(Beginning of RECORDS PROVIDED)

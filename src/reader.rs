//! Turning paths into document trees.
//!
//! The evaluator never touches the filesystem or a YAML parser directly; it
//! goes through a [`DocumentReader`]. [`FsReader`] is the real thing,
//! [`MemoryReader`] serves documents from a map and counts reads.

use std::{
    cell::RefCell,
    collections::HashMap,
    fs,
    path::{Component, Path, PathBuf},
};

use indexmap::IndexMap;
use yaml_rust2::{
    parser::{Event, MarkedEventReceiver, Parser, Tag},
    scanner::{Marker, TScalarStyle},
};

use crate::{
    error::{YamletError, YamletResult},
    tree::{Node, EXPR_TAG},
};

pub trait DocumentReader {
    /// Identity of the document at `path`. Two paths naming the same
    /// document must canonicalize to the same value.
    fn canonicalize(&self, path: &Path) -> YamletResult<PathBuf>;

    /// Parses the document at an already canonical `path`.
    fn read(&self, path: &Path) -> YamletResult<Node>;

    /// Canonical path of import `target` as written in `importer`.
    fn resolve(&self, importer: &Path, target: &str) -> YamletResult<PathBuf> {
        let base = importer.parent().unwrap_or_else(|| Path::new(""));
        self.canonicalize(&base.join(target))
    }
}

#[derive(Debug, Default, Clone, Copy)]
pub struct FsReader;

impl FsReader {
    pub fn new() -> Self {
        Self
    }
}

impl DocumentReader for FsReader {
    fn canonicalize(&self, path: &Path) -> YamletResult<PathBuf> {
        fs::canonicalize(path).map_err(|err| {
            YamletError::ImportNotFound(format!("{}: {}", path.display(), err))
        })
    }

    fn read(&self, path: &Path) -> YamletResult<Node> {
        let source = fs::read_to_string(path).map_err(|source| YamletError::Io {
            path: path.to_path_buf(),
            source,
        })?;
        parse_yaml(path, &source)
    }
}

/// Documents held in memory, keyed by lexically normalized path.
#[derive(Debug, Default)]
pub struct MemoryReader {
    files: HashMap<PathBuf, String>,
    reads: RefCell<HashMap<PathBuf, usize>>,
}

impl MemoryReader {
    pub fn new() -> Self {
        Self::default()
    }

    pub fn with_file(mut self, path: impl Into<PathBuf>, source: impl Into<String>) -> Self {
        self.insert(path, source);
        self
    }

    pub fn insert(&mut self, path: impl Into<PathBuf>, source: impl Into<String>) {
        self.files.insert(normalize(&path.into()), source.into());
    }

    /// How many times the document at `path` has been read.
    pub fn read_count(&self, path: impl AsRef<Path>) -> usize {
        self.reads
            .borrow()
            .get(&normalize(path.as_ref()))
            .copied()
            .unwrap_or(0)
    }
}

impl DocumentReader for MemoryReader {
    fn canonicalize(&self, path: &Path) -> YamletResult<PathBuf> {
        let normalized = normalize(path);
        if self.files.contains_key(&normalized) {
            Ok(normalized)
        } else {
            Err(YamletError::ImportNotFound(format!(
                "{}: no such document",
                path.display()
            )))
        }
    }

    fn read(&self, path: &Path) -> YamletResult<Node> {
        let source = self.files.get(path).ok_or_else(|| {
            YamletError::ImportNotFound(format!("{}: no such document", path.display()))
        })?;
        *self.reads.borrow_mut().entry(path.to_path_buf()).or_insert(0) += 1;
        parse_yaml(path, source)
    }
}

/// Drops `.` components and folds `..` into the preceding component.
fn normalize(path: &Path) -> PathBuf {
    let mut normalized = PathBuf::new();
    for component in path.components() {
        match component {
            Component::CurDir => {}
            Component::ParentDir => {
                if !normalized.pop() {
                    normalized.push("..");
                }
            }
            other => normalized.push(other.as_os_str()),
        }
    }
    normalized
}

const CORE_SCHEMA: &str = "tag:yaml.org,2002:";

/// Parses YAML text into a document tree, keeping mapping order, tags, and
/// the difference between plain and quoted scalars. Only plain scalars can
/// become expressions; `"(see below)"` stays text.
pub fn parse_yaml(path: &Path, source: &str) -> YamletResult<Node> {
    let mut builder = TreeBuilder::new(path);
    Parser::new_from_str(source)
        .load(&mut builder, false)
        .map_err(|err| YamletError::Yaml {
            path: path.to_path_buf(),
            message: err.to_string(),
        })?;
    builder.finish()
}

enum Frame {
    Sequence {
        items: Vec<Node>,
        tag: Option<String>,
        anchor: usize,
    },
    Mapping {
        entries: IndexMap<String, Node>,
        key: Option<String>,
        tag: Option<String>,
        anchor: usize,
    },
}

/// Assembles parser events into a [`Node`]. The first error wins; later
/// events are ignored.
struct TreeBuilder<'p> {
    path: &'p Path,
    stack: Vec<Frame>,
    anchors: HashMap<usize, Node>,
    root: Option<Node>,
    error: Option<YamletError>,
}

impl<'p> TreeBuilder<'p> {
    fn new(path: &'p Path) -> Self {
        Self {
            path,
            stack: Vec::new(),
            anchors: HashMap::new(),
            root: None,
            error: None,
        }
    }

    fn finish(self) -> YamletResult<Node> {
        match self.error {
            Some(err) => Err(err),
            None => Ok(self.root.unwrap_or(Node::Null)),
        }
    }

    fn invalid(&self, mark: Marker, message: impl Into<String>) -> YamletError {
        YamletError::document(
            self.path,
            format!("line {}: {}", mark.line(), message.into()),
        )
    }

    fn expects_key(&self) -> bool {
        matches!(self.stack.last(), Some(Frame::Mapping { key: None, .. }))
    }

    fn handle(&mut self, event: Event, mark: Marker) -> YamletResult<()> {
        match event {
            Event::Scalar(value, style, anchor, tag) => {
                if self.expects_key() {
                    if anchor != 0 {
                        self.anchors.insert(anchor, Node::Text(value.clone()));
                    }
                    return self.set_key(value);
                }
                let node = scalar(value, style, tag.as_ref());
                self.complete(node, anchor, mark)
            }
            Event::SequenceStart(anchor, tag) => {
                if self.expects_key() {
                    return Err(self.invalid(mark, "mapping keys must be scalars, found a sequence"));
                }
                self.stack.push(Frame::Sequence {
                    items: Vec::new(),
                    tag: tag.as_ref().map(tag_name),
                    anchor,
                });
                Ok(())
            }
            Event::MappingStart(anchor, tag) => {
                if self.expects_key() {
                    return Err(self.invalid(mark, "mapping keys must be scalars, found a mapping"));
                }
                self.stack.push(Frame::Mapping {
                    entries: IndexMap::new(),
                    key: None,
                    tag: tag.as_ref().map(tag_name),
                    anchor,
                });
                Ok(())
            }
            Event::SequenceEnd | Event::MappingEnd => {
                let (node, tag, anchor) = match self.stack.pop() {
                    Some(Frame::Sequence { items, tag, anchor }) => {
                        (Node::Sequence(items), tag, anchor)
                    }
                    Some(Frame::Mapping {
                        entries,
                        tag,
                        anchor,
                        ..
                    }) => (Node::Mapping(entries), tag, anchor),
                    None => return Ok(()),
                };
                self.complete(tagged(node, tag), anchor, mark)
            }
            Event::Alias(id) => {
                let node = self
                    .anchors
                    .get(&id)
                    .cloned()
                    .ok_or_else(|| self.invalid(mark, "alias refers to an unknown anchor"))?;
                if self.expects_key() {
                    return match node.as_text() {
                        Some(text) => self.set_key(text.to_string()),
                        None => Err(self.invalid(mark, "mapping keys must be scalars")),
                    };
                }
                self.complete(node, 0, mark)
            }
            _ => Ok(()),
        }
    }

    fn set_key(&mut self, text: String) -> YamletResult<()> {
        if let Some(Frame::Mapping { key, .. }) = self.stack.last_mut() {
            *key = Some(text);
        }
        Ok(())
    }

    /// Hands a finished node to its parent, or makes it the root.
    fn complete(&mut self, node: Node, anchor: usize, mark: Marker) -> YamletResult<()> {
        if anchor != 0 {
            self.anchors.insert(anchor, node.clone());
        }
        let duplicate = match self.stack.last_mut() {
            None => {
                self.root.get_or_insert(node);
                None
            }
            Some(Frame::Sequence { items, .. }) => {
                items.push(node);
                None
            }
            Some(Frame::Mapping { entries, key, .. }) => match key.take() {
                Some(key) if entries.contains_key(&key) => Some(key),
                Some(key) => {
                    entries.insert(key, node);
                    None
                }
                None => None,
            },
        };
        match duplicate {
            Some(key) => Err(self.invalid(mark, format!("duplicate mapping key `{}`", key))),
            None => Ok(()),
        }
    }
}

impl MarkedEventReceiver for TreeBuilder<'_> {
    fn on_event(&mut self, event: Event, mark: Marker) {
        if self.error.is_some() {
            return;
        }
        if let Err(err) = self.handle(event, mark) {
            self.error = Some(err);
        }
    }
}

/// `!func` stays as written; `!!str` and friends resolve to the core schema.
fn tag_name(tag: &Tag) -> String {
    if tag.handle == "!!" {
        format!("{}{}", CORE_SCHEMA, tag.suffix)
    } else {
        format!("{}{}", tag.handle, tag.suffix)
    }
}

fn tagged(node: Node, tag: Option<String>) -> Node {
    match tag {
        Some(tag) if !tag.starts_with(CORE_SCHEMA) => Node::Tagged {
            tag,
            value: Box::new(node),
        },
        _ => node,
    }
}

fn scalar(value: String, style: TScalarStyle, tag: Option<&Tag>) -> Node {
    let plain = matches!(style, TScalarStyle::Plain);
    let Some(tag) = tag.map(tag_name) else {
        return if plain {
            resolve_plain(value)
        } else {
            Node::Quoted(value)
        };
    };

    if let Some(core) = tag.strip_prefix(CORE_SCHEMA) {
        return if core == "str" {
            Node::Quoted(value)
        } else {
            resolve_plain(value)
        };
    }
    let value = if !plain {
        Node::Quoted(value)
    } else if tag == EXPR_TAG {
        Node::Text(value)
    } else {
        resolve_plain(value)
    };
    Node::Tagged {
        tag,
        value: Box::new(value),
    }
}

/// YAML 1.2 core schema resolution of a plain scalar.
fn resolve_plain(text: String) -> Node {
    match text.as_str() {
        "" | "~" | "null" | "Null" | "NULL" => return Node::Null,
        "true" | "True" | "TRUE" => return Node::Bool(true),
        "false" | "False" | "FALSE" => return Node::Bool(false),
        ".inf" | ".Inf" | ".INF" | "+.inf" | "+.Inf" | "+.INF" => {
            return Node::Float(f64::INFINITY)
        }
        "-.inf" | "-.Inf" | "-.INF" => return Node::Float(f64::NEG_INFINITY),
        ".nan" | ".NaN" | ".NAN" => return Node::Float(f64::NAN),
        _ => {}
    }
    if let Some(int) = parse_int(&text) {
        return Node::Int(int);
    }
    let numeric = text.bytes().any(|b| b.is_ascii_digit())
        && text
            .bytes()
            .all(|b| b.is_ascii_digit() || matches!(b, b'.' | b'e' | b'E' | b'+' | b'-'));
    match text.parse::<f64>() {
        Ok(float) if numeric => Node::Float(float),
        _ => Node::Text(text),
    }
}

/// Decimal, `0x` hex or `0o` octal. `None` when out of `i64` range.
fn parse_int(text: &str) -> Option<i64> {
    let (negative, unsigned) = match text.as_bytes().first()? {
        b'-' => (true, &text[1..]),
        b'+' => (false, &text[1..]),
        _ => (false, text),
    };
    let (radix, digits) = if let Some(hex) = unsigned.strip_prefix("0x") {
        (16, hex)
    } else if let Some(octal) = unsigned.strip_prefix("0o") {
        (8, octal)
    } else {
        (10, unsigned)
    };
    if digits.is_empty() || !digits.chars().all(|ch| ch.is_digit(radix)) {
        return None;
    }
    let magnitude = i128::from_str_radix(digits, radix).ok()?;
    i64::try_from(if negative { -magnitude } else { magnitude }).ok()
}

/// Renders an output tree as YAML text.
pub fn to_yaml_string(node: &Node) -> YamletResult<String> {
    serde_yaml::to_string(&to_yaml(node)).map_err(|err| YamletError::Yaml {
        path: PathBuf::from("<output>"),
        message: err.to_string(),
    })
}

fn to_yaml(node: &Node) -> serde_yaml::Value {
    use serde_yaml::Value as Yaml;

    match node {
        Node::Null => Yaml::Null,
        Node::Bool(b) => Yaml::Bool(*b),
        Node::Int(n) => Yaml::Number((*n).into()),
        Node::Float(n) => Yaml::Number((*n).into()),
        Node::Text(s) | Node::Quoted(s) => Yaml::String(s.clone()),
        Node::Sequence(items) => Yaml::Sequence(items.iter().map(to_yaml).collect()),
        Node::Mapping(entries) => Yaml::Mapping(
            entries
                .iter()
                .map(|(key, value)| (Yaml::String(key.clone()), to_yaml(value)))
                .collect(),
        ),
        // Evaluated trees carry no tags.
        Node::Tagged { value, .. } => to_yaml(value),
    }
}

(End of RECORDS PROVIDED)

● TASK DETAILS
From the entries, copy every line in which the word "keys" occurs.

● EXERCISE OUTPUT
                    return Err(self.invalid(mark, "mapping keys must be scalars, found a sequence"));
                    return Err(self.invalid(mark, "mapping keys must be scalars, found a mapping"));
                        None => Err(self.invalid(mark, "mapping keys must be scalars")),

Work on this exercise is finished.